**Task input:**
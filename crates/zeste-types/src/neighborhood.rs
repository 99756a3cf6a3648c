//! Expanded label neighborhoods.
//!
//! A neighborhood maps every word reachable from a seed within the configured
//! depth to its provenance and similarity scores. Insertion order is kept: it
//! breaks ties when filtering and survives the disk cache because the
//! neighborhood serializes as an ordered list of `(word, entry)` pairs.

use std::collections::{HashMap, HashSet};

use serde::{Deserialize, Serialize};

use crate::relation::RelationKind;
use crate::similarity::{SimilarityKind, SimilarityScores};
use crate::Word;

/// Provenance and similarity of one word inside a neighborhood.
#[derive(Debug, Clone, PartialEq, Serialize, Deserialize)]
pub struct NeighborhoodEntry {
    /// Words through which this word was reached, in discovery order
    pub from: Vec<Word>,
    /// Relation kinds per provenance word, parallel to `from`
    pub rels: Vec<Vec<RelationKind>>,
    /// Similarity variants
    pub sim: SimilarityScores,
}

impl NeighborhoodEntry {
    /// Entry reached through a single provenance edge.
    pub fn new(from: impl Into<Word>, rels: Vec<RelationKind>, sim: SimilarityScores) -> Self {
        Self {
            from: vec![from.into()],
            rels: vec![rels],
            sim,
        }
    }

    /// Record another provenance edge, keeping the max of each variant.
    pub fn add_provenance(
        &mut self,
        from: impl Into<Word>,
        rels: Vec<RelationKind>,
        sim: &SimilarityScores,
    ) {
        self.from.push(from.into());
        self.rels.push(rels);
        self.sim.absorb(sim);
    }

    /// Relation kinds recorded for the edge coming from `word`.
    pub fn rels_from(&self, word: &str) -> Option<&[RelationKind]> {
        self.from
            .iter()
            .position(|w| w == word)
            .and_then(|i| self.rels.get(i))
            .map(|r| r.as_slice())
    }

    /// Whether `word` is one of the provenance words.
    pub fn reached_from(&self, word: &str) -> bool {
        self.from.iter().any(|w| w == word)
    }

    /// Every relation kind on any provenance edge.
    pub fn all_rels(&self) -> impl Iterator<Item = &RelationKind> {
        self.rels.iter().flatten()
    }
}

/// Insertion-ordered mapping from word to neighborhood entry.
#[derive(Debug, Clone, Default, PartialEq, Serialize, Deserialize)]
#[serde(from = "Vec<(Word, NeighborhoodEntry)>", into = "Vec<(Word, NeighborhoodEntry)>")]
pub struct Neighborhood {
    order: Vec<Word>,
    entries: HashMap<Word, NeighborhoodEntry>,
}

impl Neighborhood {
    pub fn new() -> Self {
        Self::default()
    }

    pub fn len(&self) -> usize {
        self.order.len()
    }

    pub fn is_empty(&self) -> bool {
        self.order.is_empty()
    }

    pub fn contains(&self, word: &str) -> bool {
        self.entries.contains_key(word)
    }

    pub fn get(&self, word: &str) -> Option<&NeighborhoodEntry> {
        self.entries.get(word)
    }

    pub fn get_mut(&mut self, word: &str) -> Option<&mut NeighborhoodEntry> {
        self.entries.get_mut(word)
    }

    /// Insert a new word at the end of the order.
    ///
    /// Returns `false` and leaves the neighborhood untouched if the word is
    /// already present.
    pub fn insert(&mut self, word: impl Into<Word>, entry: NeighborhoodEntry) -> bool {
        let word = word.into();
        if self.entries.contains_key(&word) {
            return false;
        }
        self.order.push(word.clone());
        self.entries.insert(word, entry);
        true
    }

    /// Similarity of `word` for one variant, 0.0 when absent.
    pub fn similarity(&self, word: &str, kind: SimilarityKind) -> f32 {
        self.entries.get(word).map(|e| e.sim.get(kind)).unwrap_or(0.0)
    }

    /// Words in insertion order.
    pub fn words(&self) -> impl Iterator<Item = &Word> {
        self.order.iter()
    }

    /// Entries in insertion order.
    pub fn iter(&self) -> impl Iterator<Item = (&Word, &NeighborhoodEntry)> {
        self.order
            .iter()
            .filter_map(move |w| self.entries.get(w).map(|e| (w, e)))
    }

    /// Sum of one variant over every word, in insertion order.
    pub fn total(&self, kind: SimilarityKind) -> f64 {
        self.iter().map(|(_, e)| e.sim.get(kind) as f64).sum()
    }

    /// Derived neighborhood holding only `survivors`, in the original order.
    pub fn retain_words(&self, survivors: &HashSet<&str>) -> Neighborhood {
        let mut out = Neighborhood::new();
        for (word, entry) in self.iter() {
            if survivors.contains(word.as_str()) {
                out.insert(word.clone(), entry.clone());
            }
        }
        out
    }

    /// Union with another neighborhood.
    ///
    /// Shared words keep the max of each variant and concatenate provenance;
    /// new words are appended in the other neighborhood's order.
    pub fn merge(&mut self, other: &Neighborhood) {
        for (word, entry) in other.iter() {
            match self.entries.get_mut(word) {
                Some(existing) => {
                    existing.from.extend(entry.from.iter().cloned());
                    existing.rels.extend(entry.rels.iter().cloned());
                    existing.sim.absorb(&entry.sim);
                }
                None => {
                    self.insert(word.clone(), entry.clone());
                }
            }
        }
    }

    /// Serialize to JSON bytes
    pub fn to_bytes(&self) -> Result<Vec<u8>, serde_json::Error> {
        serde_json::to_vec(self)
    }

    /// Deserialize from JSON bytes
    pub fn from_bytes(bytes: &[u8]) -> Result<Self, serde_json::Error> {
        serde_json::from_slice(bytes)
    }
}

impl From<Vec<(Word, NeighborhoodEntry)>> for Neighborhood {
    fn from(pairs: Vec<(Word, NeighborhoodEntry)>) -> Self {
        let mut neighborhood = Neighborhood::new();
        for (word, entry) in pairs {
            neighborhood.insert(word, entry);
        }
        neighborhood
    }
}

impl From<Neighborhood> for Vec<(Word, NeighborhoodEntry)> {
    fn from(mut neighborhood: Neighborhood) -> Self {
        neighborhood
            .order
            .into_iter()
            .filter_map(|w| neighborhood.entries.remove(&w).map(|e| (w, e)))
            .collect()
    }
}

**Task objective:**
Word for word, set down each line of the material.

**Expected answer:**
filename crates/zeste-types/src/neighborhood.rs
repository 99756a3cf6a3648c
//! Expanded label neighborhoods.
//!
//! A neighborhood maps every word reachable from a seed within the configured
//! depth to its provenance and similarity scores. Insertion order is kept: it
//! breaks ties when filtering and survives the disk cache because the
//! neighborhood serializes as an ordered list of `(word, entry)` pairs.

use std::collections::{HashMap, HashSet};

use serde::{Deserialize, Serialize};

use crate::relation::RelationKind;
use crate::similarity::{SimilarityKind, SimilarityScores};
use crate::Word;

/// Provenance and similarity of one word inside a neighborhood.
#[derive(Debug, Clone, PartialEq, Serialize, Deserialize)]
pub struct NeighborhoodEntry {
    /// Words through which this word was reached, in discovery order
    pub from: Vec<Word>,
    /// Relation kinds per provenance word, parallel to `from`
    pub rels: Vec<Vec<RelationKind>>,
    /// Similarity variants
    pub sim: SimilarityScores,
}

impl NeighborhoodEntry {
    /// Entry reached through a single provenance edge.
    pub fn new(from: impl Into<Word>, rels: Vec<RelationKind>, sim: SimilarityScores) -> Self {
        Self {
            from: vec![from.into()],
            rels: vec![rels],
            sim,
        }
    }

    /// Record another provenance edge, keeping the max of each variant.
    pub fn add_provenance(
        &mut self,
        from: impl Into<Word>,
        rels: Vec<RelationKind>,
        sim: &SimilarityScores,
    ) {
        self.from.push(from.into());
        self.rels.push(rels);
        self.sim.absorb(sim);
    }

    /// Relation kinds recorded for the edge coming from `word`.
    pub fn rels_from(&self, word: &str) -> Option<&[RelationKind]> {
        self.from
            .iter()
            .position(|w| w == word)
            .and_then(|i| self.rels.get(i))
            .map(|r| r.as_slice())
    }

    /// Whether `word` is one of the provenance words.
    pub fn reached_from(&self, word: &str) -> bool {
        self.from.iter().any(|w| w == word)
    }

    /// Every relation kind on any provenance edge.
    pub fn all_rels(&self) -> impl Iterator<Item = &RelationKind> {
        self.rels.iter().flatten()
    }
}

/// Insertion-ordered mapping from word to neighborhood entry.
#[derive(Debug, Clone, Default, PartialEq, Serialize, Deserialize)]
#[serde(from = "Vec<(Word, NeighborhoodEntry)>", into = "Vec<(Word, NeighborhoodEntry)>")]
pub struct Neighborhood {
    order: Vec<Word>,
    entries: HashMap<Word, NeighborhoodEntry>,
}

impl Neighborhood {
    pub fn new() -> Self {
        Self::default()
    }

    pub fn len(&self) -> usize {
        self.order.len()
    }

    pub fn is_empty(&self) -> bool {
        self.order.is_empty()
    }

    pub fn contains(&self, word: &str) -> bool {
        self.entries.contains_key(word)
    }

    pub fn get(&self, word: &str) -> Option<&NeighborhoodEntry> {
        self.entries.get(word)
    }

    pub fn get_mut(&mut self, word: &str) -> Option<&mut NeighborhoodEntry> {
        self.entries.get_mut(word)
    }

    /// Insert a new word at the end of the order.
    ///
    /// Returns `false` and leaves the neighborhood untouched if the word is
    /// already present.
    pub fn insert(&mut self, word: impl Into<Word>, entry: NeighborhoodEntry) -> bool {
        let word = word.into();
        if self.entries.contains_key(&word) {
            return false;
        }
        self.order.push(word.clone());
        self.entries.insert(word, entry);
        true
    }

    /// Similarity of `word` for one variant, 0.0 when absent.
    pub fn similarity(&self, word: &str, kind: SimilarityKind) -> f32 {
        self.entries.get(word).map(|e| e.sim.get(kind)).unwrap_or(0.0)
    }

    /// Words in insertion order.
    pub fn words(&self) -> impl Iterator<Item = &Word> {
        self.order.iter()
    }

    /// Entries in insertion order.
    pub fn iter(&self) -> impl Iterator<Item = (&Word, &NeighborhoodEntry)> {
        self.order
            .iter()
            .filter_map(move |w| self.entries.get(w).map(|e| (w, e)))
    }

    /// Sum of one variant over every word, in insertion order.
    pub fn total(&self, kind: SimilarityKind) -> f64 {
        self.iter().map(|(_, e)| e.sim.get(kind) as f64).sum()
    }

    /// Derived neighborhood holding only `survivors`, in the original order.
    pub fn retain_words(&self, survivors: &HashSet<&str>) -> Neighborhood {
        let mut out = Neighborhood::new();
        for (word, entry) in self.iter() {
            if survivors.contains(word.as_str()) {
                out.insert(word.clone(), entry.clone());
            }
        }
        out
    }

    /// Union with another neighborhood.
    ///
    /// Shared words keep the max of each variant and concatenate provenance;
    /// new words are appended in the other neighborhood's order.
    pub fn merge(&mut self, other: &Neighborhood) {
        for (word, entry) in other.iter() {
            match self.entries.get_mut(word) {
                Some(existing) => {
                    existing.from.extend(entry.from.iter().cloned());
                    existing.rels.extend(entry.rels.iter().cloned());
                    existing.sim.absorb(&entry.sim);
                }
                None => {
                    self.insert(word.clone(), entry.clone());
                }
            }
        }
    }

    /// Serialize to JSON bytes
    pub fn to_bytes(&self) -> Result<Vec<u8>, serde_json::Error> {
        serde_json::to_vec(self)
    }

    /// Deserialize from JSON bytes
    pub fn from_bytes(bytes: &[u8]) -> Result<Self, serde_json::Error> {
        serde_json::from_slice(bytes)
    }
}

impl From<Vec<(Word, NeighborhoodEntry)>> for Neighborhood {
    fn from(pairs: Vec<(Word, NeighborhoodEntry)>) -> Self {
        let mut neighborhood = Neighborhood::new();
        for (word, entry) in pairs {
            neighborhood.insert(word, entry);
        }
        neighborhood
    }
}

impl From<Neighborhood> for Vec<(Word, NeighborhoodEntry)> {
    fn from(mut neighborhood: Neighborhood) -> Self {
        neighborhood
            .order
            .into_iter()
            .filter_map(|w| neighborhood.entries.remove(&w).map(|e| (w, e)))
            .collect()
    }
}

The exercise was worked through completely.